О взрыве в пустыне под Аламогордо первого американского атомного устройства Сталин узнал — и это уже не секрет — до встречи с Трумэном. О результатах испытания, полученных американцами, Иосифу Виссарионовичу доложил лично мой отец. Было это там же, в Потсдаме, в период работы конференции глав великих держав. Разговор состоялся в присутствии генерал-полковника Серова. От него я и знаю все эти подробности.

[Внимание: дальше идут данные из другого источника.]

impl DfuTraverser {
    pub fn new(matcher: MatcherData, policy: Arc<dyn MatchPolicy>) -> Self {
        DfuTraverser {
            matcher,
            policy,
            dom: None,
            aux: Vec::new(),
            default_duration: crate::SYSTEM_DEFAULT_DURATION,
            max_duration: crate::SYSTEM_MAX_DURATION,
        }
    }

    /// Duration used for specifications without one, and the longest one accepted.
    pub fn with_duration_limits(mut self, default_duration: Duration, max_duration: Duration) -> Self {
        self.default_duration = default_duration;
        self.max_duration = max_duration;
        self
    }

    #[inline]
    pub fn matcher(&self) -> &MatcherData {
        &self.matcher
    }

    #[inline]
    pub fn policy(&self) -> &Arc<dyn MatchPolicy> {
        &self.policy
    }

    pub fn set_policy(&mut self, policy: Arc<dyn MatchPolicy>) {
        log::debug!("Match policy set to '{}'", policy.name());
        self.policy = policy;
    }

    #[inline]
    pub fn is_initialized(&self) -> bool {
        self.dom.is_some()
    }

    pub fn dominant_subsystem(&self) -> crate::Result<SubsystemId> {
        self.dom
            .ok_or_else(|| RgError::GraphError("traverser is not initialized".into()))
    }

    fn dom_children(
        &self,
        graph: &ResourceGraph,
        dom: SubsystemId,
        vertex: VertexId,
    ) -> SmallVec<[VertexId; 8]> {
        let selector = self.matcher.dominant();
        graph
            .out_edges(vertex, dom)
            .iter()
            .filter_map(|edge| graph.relation(*edge))
            .filter(|relation| selector.accepts(&relation.relation))
            .map(|relation| relation.target)
            .collect()
    }

    /// Resolves the configured subsystems against the graph and builds the subtree
    /// planners of the pruning filters. Has to be called again whenever the shape of the
    /// graph changes.
    pub fn initialize(&mut self, graph: &mut ResourceGraph) -> crate::Result<()> {
        let dom_name = &self.matcher.dominant().name;
        let dom = graph.subsystem_id(dom_name).ok_or_else(|| {
            RgError::GraphError(format!("dominant subsystem '{dom_name}' is not in the graph"))
        })?;
        let mut aux = Vec::with_capacity(self.matcher.auxiliary().len());
        for selector in self.matcher.auxiliary() {
            let id = graph.subsystem_id(&selector.name).ok_or_else(|| {
                RgError::GraphError(format!("subsystem '{}' is not in the graph", selector.name))
            })?;
            aux.push((id, selector.clone()));
        }
        if let Some(pool) = graph.pools().find(|pool| pool.job_count() > 0) {
            return Err(RgError::GraphError(format!(
                "pool {} is in use, the traverser cannot be initialized",
                pool.name()
            )));
        }
        let planners = trace_time!("traverser", "initialize", {
            self.prime_subplans(graph, dom)?
        });
        log::debug!(
            "Traverser initialized on subsystem '{dom_name}' with {} auxiliary subsystems, {planners} subtree planners",
            aux.len()
        );
        self.dom = Some(dom);
        self.aux = aux;
        graph.bump_generation();
        Ok(())
    }

    /// Creates a subtree planner on every anchor vertex whose descendants hold some
    /// pruning type. Returns the number of created planners.
    fn prime_subplans(&self, graph: &mut ResourceGraph, dom: SubsystemId) -> crate::Result<usize> {
        let members: Vec<VertexId> = graph
            .pools()
            .filter(|pool| pool.is_member_of(dom))
            .map(|pool| pool.uniq_id())
            .collect();
        for vertex in &members {
            if let Some(pool) = graph.pool_mut(*vertex) {
                pool.job_data.subplans.remove(&dom);
            }
        }
        let filters = self.matcher.prune_filters();
        if filters.is_empty() {
            return Ok(0);
        }

        let mut order: Vec<VertexId> = Vec::with_capacity(members.len());
        let mut visited: Set<VertexId> = Set::default();
        for root in graph.roots(dom) {
            let mut stack = vec![root];
            while let Some(vertex) = stack.pop() {
                if !visited.insert(vertex) {
                    continue;
                }
                order.push(vertex);
                stack.extend(self.dom_children(graph, dom, vertex));
            }
        }

        // Totals of each subtree, the vertex itself included.
        let mut subtree: Map<VertexId, Map<String, i64>> = Map::default();
        let mut created = 0;
        for vertex in order.into_iter().rev() {
            let mut below: Map<String, i64> = Map::default();
            for child in self.dom_children(graph, dom, vertex) {
                if let Some(sums) = subtree.get(&child) {
                    for (resource_type, count) in sums {
                        *below.entry(resource_type.clone()).or_insert(0) += count;
                    }
                }
            }
            let Some(pool) = graph.pool(vertex) else {
                continue;
            };
            let resource_type = pool.resource_type().to_string();
            let size = pool.size();

            let anchored = filters.pruning_types_of(&resource_type);
            let totals: Vec<i64> = anchored
                .iter()
                .map(|t| below.get(*t).copied().unwrap_or(0))
                .collect();
            if totals.iter().any(|total| *total > 0) {
                let planner = MultiPlanner::new(
                    graph.plan_start(),
                    graph.plan_duration(),
                    &totals,
                    &anchored,
                )?;
                if let Some(pool) = graph.pool_mut(vertex) {
                    pool.job_data.subplans.insert(dom, planner);
                    created += 1;
                }
            }

            if filters.is_pruning_type(&resource_type) {
                *below.entry(resource_type).or_insert(0) += size;
            }
            subtree.insert(vertex, below);
        }
        Ok(created)
    }

    fn check_window(graph: &ResourceGraph, at: Time, duration: Duration) -> crate::Result<()> {
        match window_end(at, duration) {
            Some(end) if at >= graph.plan_start() && end <= graph.plan_end() => Ok(()),
            _ => Err(RgError::InvalidArgument(format!(
                "window {at}+{duration} is outside of the planning horizon [{}, {})",
                graph.plan_start(),
                graph.plan_end()
            ))),
        }
    }

    /// Searches for a match without changing the graph. `policy` overrides the
    /// traverser's policy for this request only.
    pub fn prepare(
        &self,
        graph: &ResourceGraph,
        jobspec: &JobSpec,
        op: MatchOp,
        at: Time,
        policy: Option<&dyn MatchPolicy>,
        cancel: Option<&CancelToken>,
    ) -> crate::Result<PreparedMatch> {
        let dom = self.dominant_subsystem()?;
        let duration = jobspec.validate(self.default_duration, self.max_duration)?;
        Self::check_window(graph, at, duration)?;
        let (nodes, totals) = prime(graph, self.matcher.prune_filters(), &jobspec.resources)?;
        let attempt = Attempt {
            traverser: self,
            graph,
            policy: policy.unwrap_or(self.policy.as_ref()),
            dom,
            nodes: &nodes,
            cancel,
        };
        let prepared = |status, at, selection| PreparedMatch {
            status,
            at,
            duration,
            selection,
        };

        trace_time!("traverser", "prepare", {
            match op {
                MatchOp::Satisfiability => {
                    match attempt.select(JobMeta::satisfiability(at, duration))? {
                        Some(_) => Ok(prepared(MatchStatus::Satisfiable, at, None)),
                        None => Err(RgError::Unsatisfiable(
                            "request exceeds the capacity of the graph".into(),
                        )),
                    }
                }
                MatchOp::Allocate => match attempt.select(JobMeta::new(at, duration))? {
                    Some(selection) => Ok(prepared(MatchStatus::Allocated, at, Some(selection))),
                    None => Err(RgError::NoFeasibleMatch(format!("no resources free at {at}"))),
                },
                MatchOp::AllocateWithSatisfiability => {
                    if let Some(selection) = attempt.select(JobMeta::new(at, duration))? {
                        return Ok(prepared(MatchStatus::Allocated, at, Some(selection)));
                    }
                    match attempt.select(JobMeta::satisfiability(at, duration))? {
                        Some(_) => Err(RgError::NoFeasibleMatch(format!("no resources free at {at}"))),
                        None => Err(RgError::Unsatisfiable(
                            "request exceeds the capacity of the graph".into(),
                        )),
                    }
                }
                MatchOp::AllocateOrElseReserve => {
                    if let Some(selection) = attempt.select(JobMeta::new(at, duration))? {
                        return Ok(prepared(MatchStatus::Allocated, at, Some(selection)));
                    }
                    match attempt.reserve(&totals, at, duration)? {
                        Some((start, selection)) => {
                            Ok(prepared(MatchStatus::Reserved, start, Some(selection)))
                        }
                        None => Err(RgError::NoFeasibleMatch(format!(
                            "no resources free at {at} or later"
                        ))),
                    }
                }
            }
        })
    }

    /// Writes a prepared match into the graph. Satisfiability checks change nothing.
    pub fn commit(
        &self,
        graph: &mut ResourceGraph,
        job_id: JobId,
        prepared: &PreparedMatch,
    ) -> crate::Result<MatchResult> {
        let dom = self.dominant_subsystem()?;
        let pools = match &prepared.selection {
            None => Vec::new(),
            Some(selection) => {
                let meta = JobMeta::new(prepared.at, prepared.duration);
                let allocate = prepared.status == MatchStatus::Allocated;
                let pools = trace_time!("traverser", "commit", {
                    Commit::new(
                        graph,
                        dom,
                        self.matcher.dominant(),
                        self.matcher.prune_filters(),
                        job_id,
                        meta,
                        allocate,
                    )
                    .apply(selection)?
                });
                graph.bump_generation();
                pools
            }
        };
        Ok(MatchResult {
            job_id,
            status: prepared.status,
            at: prepared.at,
            duration: prepared.duration,
            pools,
        })
    }

    /// Prepares and commits in one step.
    pub fn run(
        &self,
        graph: &mut ResourceGraph,
        job_id: JobId,
        jobspec: &JobSpec,
        op: MatchOp,
        at: Time,
    ) -> crate::Result<MatchResult> {
        let prepared = self.prepare(graph, jobspec, op, at, None, None)?;
        self.commit(graph, job_id, &prepared)
    }

    /// Releases everything the job holds. Returns the number of released pools.
    pub fn remove(&self, graph: &mut ResourceGraph, job_id: JobId) -> crate::Result<usize> {
        let dom = self.dominant_subsystem()?;
        let released = trace_time!("traverser", "remove", { remove(graph, dom, job_id)? });
        graph.bump_generation();
        Ok(released)
    }
}
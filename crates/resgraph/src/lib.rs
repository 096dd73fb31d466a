#[macro_use]
pub mod common;

#[macro_use]
pub mod internal;

pub use crate::internal::common::error::RgError;
pub use crate::internal::common::ids::{
    EdgeId, JobId, ResourceTypeId, SpanId, SubsystemId, TypeKey, VertexId,
};
pub use crate::internal::common::utils::format_comma_delimited;
pub use crate::internal::common::{Map, Set};

/// Seconds since an arbitrary epoch chosen by the caller.
pub type Time = i64;
/// Length of a window in seconds.
pub type Duration = u64;

pub type Error = RgError;
pub type Result<T> = std::result::Result<T, Error>;

pub const SYSTEM_DEFAULT_DURATION: Duration = 43200;
pub const SYSTEM_MAX_DURATION: Duration = 604800;
pub const DEFAULT_PLAN_HORIZON: Duration = (i64::MAX / 2) as Duration;
pub const DEFAULT_SUBSYSTEM: &str = "containment";

pub mod planner {
    pub use crate::internal::planner::{
        MultiPlanner, Planner, Quantity, ResourceCounts, ScheduledPoint, Span,
    };
}

pub mod graph {
    pub use crate::internal::graph::{
        CONTAINS_RELATION, IN_RELATION, PoolDescriptor, PoolDescriptorBuilder, PoolStatus,
        ResourceGraph, ResourcePool, ResourceRelation, SLOT_TYPE, X_CHECKER_NJOBS,
    };
}

pub mod jobspec {
    pub use crate::internal::jobspec::{
        Count, CountOperator, Exclusivity, JobSpec, PropertyConstraint, ResourceSpec,
    };
}

pub mod scoring {
    pub use crate::internal::scoring::{
        EvalEdge, EvalGroup, Evals, Fold, MATCH_MET, MATCH_UNMET, ScoreAccumulator, ScoringApi,
    };
}

pub mod policy {
    pub use crate::internal::policy::{
        DEFAULT_PERF_CLASS, FirstMatch, HighIdFirst, LocalityAware, LowIdFirst, MatchPolicy,
        MatcherData, PERF_CLASS_PROPERTY, POLICY_NAMES, PruneAnchor, PruneFilters,
        SubsystemSelector, VariationAware, create_policy, satisfies_requirements,
    };
}

pub mod traverser {
    pub use crate::internal::traverser::{
        CancelToken, DfuTraverser, MatchOp, MatchResult, MatchStatus, MatchedPool, PreparedMatch,
        Selection,
    };
}

pub mod query {
    pub use crate::internal::config::QueryConfig;
    pub use crate::internal::query::{MatchRequest, PendingMatch, ResourceQuery};
}
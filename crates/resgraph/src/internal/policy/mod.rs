//! Pluggable selection policies.
//!
//! The traverser asks the policy whether a pool may be used for a specification node,
//! how to score it, and how to rank candidate groups against each other.

mod factory;
mod id_based;
mod locality;
mod matcher;
mod variation;

use std::fmt;

use crate::internal::graph::ResourcePool;
use crate::internal::jobspec::ResourceSpec;
use crate::internal::scoring::Fold;

pub use factory::{POLICY_NAMES, create_policy};
pub use id_based::{FirstMatch, HighIdFirst, LowIdFirst};
pub use locality::LocalityAware;
pub use matcher::{MatcherData, PruneAnchor, PruneFilters, SubsystemSelector};
pub use variation::{DEFAULT_PERF_CLASS, PERF_CLASS_PROPERTY, VariationAware};

pub trait MatchPolicy: fmt::Debug + Send + Sync {
    fn name(&self) -> &'static str;

    /// Fold used to rank candidate groups below a matched vertex.
    fn fold(&self) -> Fold;

    /// Fold used to rank candidates of the top level specification.
    fn root_fold(&self) -> Fold {
        self.fold()
    }

    /// Score of a pool whose requirements are met. Must not be negative.
    fn score(&self, pool: &ResourcePool, spec: Option<&ResourceSpec>) -> i64;

    fn is_admissible(&self, pool: &ResourcePool, spec: &ResourceSpec) -> bool {
        satisfies_requirements(pool, spec)
    }

    /// Stop descending into further children once the minimum counts are reached.
    fn stop_on_first_match(&self) -> bool {
        false
    }
}

/// Checks the property constraints of the specification node against the pool.
pub fn satisfies_requirements(pool: &ResourcePool, spec: &ResourceSpec) -> bool {
    spec.requires
        .iter()
        .all(|constraint| match (pool.property(&constraint.name), &constraint.value) {
            (None, _) => false,
            (Some(_), None) => true,
            (Some(actual), Some(expected)) => actual == expected,
        })
}

/// Logical id of the pool if it has one, its vertex id otherwise.
pub(crate) fn pool_ordinal(pool: &ResourcePool) -> i64 {
    if pool.id() >= 0 {
        pool.id()
    } else {
        pool.uniq_id().as_num() as i64
    }
}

Генерал-полковник Серов находился тогда при маршале Жукове в оккупационных войсках в Германии. К слову, Героем Советского Союза он стал по представлению Георгия Константиновича. Отличился Серов в боях за Берлин, на Зееловских высотах. Так вот как раз он и рассказал мне, как все происходило в действительности. Прибыли люди из разведки, у которых уже были на руках материалы, связанные с испытаниями первой атомной бомбы. Доложили отцу. Отец, в свою очередь, тут же доложил Сталину.